Tonight had been a shorter drive. The night was only just now reaching its midpoint. She knew because she felt her strongest in the middle of the night. But she was so hungry. The traveling and stress had worn on her.

She’d begged Jacob to reconsider. She’d offered to help him find his family, even though she had no idea who they were or where they could be or how to get the information to find them. She’d even suggested that maybe the magic users he’d met didn’t know either. Maybe it was a trick. Maybe they just wanted her and were using the story they knew would most easily gain his cooperation. Maybe they were even a danger to him.

Stories had filtered out from the human cities. The human mates at the compound had all been criminals who’d been thrown out into the wilderness—to the monsters—for their disobedience.

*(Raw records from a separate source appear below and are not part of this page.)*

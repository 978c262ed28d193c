//! Capability-based filesystem helpers shared by the converters.

use std::io::{self, Read, Write};

use camino::Utf8Path;
use cap_std::{ambient_authority, fs_utf8};

/// Read an entire UTF-8 file into a string using ambient authority.
pub(crate) fn read_utf8_file(path: &Utf8Path) -> io::Result<String> {
    let mut file = fs_utf8::File::open_ambient(path, ambient_authority())?;
    let mut contents = String::new();
    file.read_to_string(&mut contents)?;
    Ok(contents)
}

/// Create (or truncate) a file and write `contents` to it.
pub(crate) fn write_utf8_file(path: &Utf8Path, contents: &str) -> io::Result<()> {
    let (dir, file_name) = open_dir_and_file(path)?;
    let mut file = dir.create(file_name.as_str())?;
    file.write_all(contents.as_bytes())
}

/// Resolve an ambient directory for the given path and return the
/// directory with the file name.
fn open_dir_and_file(path: &Utf8Path) -> io::Result<(fs_utf8::Dir, String)> {
    let parent = path.parent().unwrap_or_else(|| Utf8Path::new("."));
    let parent = if parent.as_str().is_empty() {
        Utf8Path::new(".")
    } else {
        parent
    };
    let file_name = path
        .file_name()
        .ok_or_else(|| io::Error::other("target should include a file name"))?
        .to_owned();
    let dir = fs_utf8::Dir::open_ambient_dir(parent, ambient_authority())?;
    Ok((dir, file_name))
}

But they had never seemed particularly criminal to Sydney. Just scared. They’d expected the monsters to rip them apart or torture them. It was the kind of story talked about in hushed whispers in the cities. It was why they never tried to escape their prison even though the only barriers keeping them in was the fear of being thrown out. The real barriers were to keep the preternaturals from coming in and getting to the easy food and resources.

Vampires had been lying in wait for all of them as soon as they’d been tossed out. They’d never stopped to consider that, given how hard food was to come by, that they would be protected and cherished, not abused.

But Jacob’s story was different. He’d been taken from his family before things had gotten terrible. He hadn’t been tossed out as a criminal. He must have been so scared of the vampires.

She’d gotten Jacob to entertain the notion that the human cities might not follow through on their side of the deal. It was a few brief minutes in which her hope had overcome her fear, but then his face had hardened and he was back to his mission, his foot pressed more firmly against the gas than before. He’d been determined to deliver her to her fate.

The trade had been fast. Her, for a folded up piece of paper with an address. As two men in white coats had escorted her toward a steel tunnel, Jacob had said. “Syd, I’m sorry.”

She hadn’t looked back. She wouldn’t acknowledge him or give him the barest hint that there would ever be a point in time in which she could forgive him for this.

“5857B?” The woman said, snapping a finger in front of Sydney’s face. “We’re here.”

The room looked like a hospital room Sydney had seen once on an old movie her parents had in their collection. She panicked as the woman pulled her into the room.

“Relax. It’s nothing to be afraid of. We just need to run some tests. We know who you are and what you are. We’d like to know if you’ve stopped aging.”

Sydney calmed and allowed herself to be led into the room. She’d like to know that, too. The big question had always been whether or not she would age and die, or if she could potentially be immortal. She knew, of course, that she could never be immortal. She wasn’t strong like her father or other regular vampires. She was far too fragile and easy to kill, too weak to defend herself against anything. So no, she wouldn’t be immortal. Something would take her out eventually and free those who loved her from their constant vigilance.

But she wanted to know if she’d stopped aging, or if her aging process had slowed somehow. She didn’t think she looked twenty-seven, but then, some women aged better than others, and she’d never know how her mother might have aged. Charlee had been frozen at twenty-six when she’d been claimed by Anthony.